You're Paying for Tax Help. Your Returns Are Still Wrong.
Tax planning for professional services founders is specific enough that generalist help isn't just inadequate — it's a liability. The filings have to be right. The strategy has to fit the structure. When neither of those things is true, you find out the hard way.
That's the position Nick Gray was in. TriPeak.com is a professional services business. His focus belongs on clients, on delivery, and on growth. Instead, he was dealing with the fallout from an accountant who misfiled a K-1 and filed North Carolina state tax returns for an entity that had no business filing there at all.
These weren't close calls. They were errors — the kind that create IRS exposure, cost real money to fix, and make it impossible to trust the system you're paying to maintain.
What Generic Tax Service Actually Costs
Beyond the specific filing mistakes, Nick felt the broader disorganization that comes with reactive financial management. No clear picture of his finances. No coherent tax strategy. A sense of being behind — not because the business wasn't running well, but because the back office wasn't.
The problem with a generalist approach: it isn't built for your structure. When an accountant applies a standard playbook to a non-standard situation, the advice doesn't fit. When it doesn't fit badly enough, it causes active harm. Nick was paying for help and ended up worse off. The exit requires more than switching providers — it requires tax planning for professional services built around how your business is actually structured.
What Made the Difference
The decision to go with Visor came down to something specific: the quality of the early conversations. Direct, warm, and focused on his actual situation — not a pitch, not a package, not a generic walkthrough of services.

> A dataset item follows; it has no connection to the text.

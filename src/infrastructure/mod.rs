pub mod paper_source;

pub use paper_source::{HttpPaperSource, PaperSource, RawResponse};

Pricing was a real hesitation. After paying for poor work once, committing to a new provider required more than a good first impression. What moved Nick past that barrier was the specificity of how the Visor team described their approach. They talked about his business, not their process.
"I love knowing I have someone who can focus on the minutia and think big picture about the strategy." — Nick Gray, TriPeak.com
That combination — detail-level accuracy and strategic thinking from the same team — is what Nick had been missing. It's not common.
Detail and Strategy, Running Together
The system now in place for TriPeak.com handles both levels simultaneously. The filings are correct — right entities, right jurisdictions, no exposure from work that should never have been filed. The tax strategy is built around Nick's actual structure, not a template applied without thought.
When questions come up, they get answered fast. Not because the team is simply quick to reply, but because the system is built to have answers ready.
"Very reactive and fast email replies." — Nick Gray, TriPeak.com
Nick can ask a question and trust he'll get a real, applicable response. Nothing falls through the cracks — which is a direct contrast to a previous experience where specific items were missed or mishandled entirely.
Before → After
Before | After |
|---|---|
Misfiled K-1, unnecessary state returns | Accurate filings, right jurisdictions, zero errors |
No tax strategy, reactive approach | Proactive plan covering detail and big picture |
Paying for work that caused harm | Tax savings with a system that works |
Low confidence in the numbers | High trust — doesn't need to think about it |
The Outcome: Less Tax. No Background Noise.
Nick now pays less in taxes. That's the direct result of moving from a provider that guesses to one that plans. The prior filing errors are corrected. The exposure is gone. The baseline is clean.
The confidence shift matters as much as the savings. Nick describes himself as someone who doesn't follow his finances closely day-to-day — and that's only possible when you trust the system handling them. That trust didn't exist before. It does now. He can run TriPeak.com without financial uncertainty running in the background.
For a founder whose reputation is built on accuracy, not having confidence in your own numbers is the wrong kind of irony. With Visor, Nick's numbers are something he can depend on.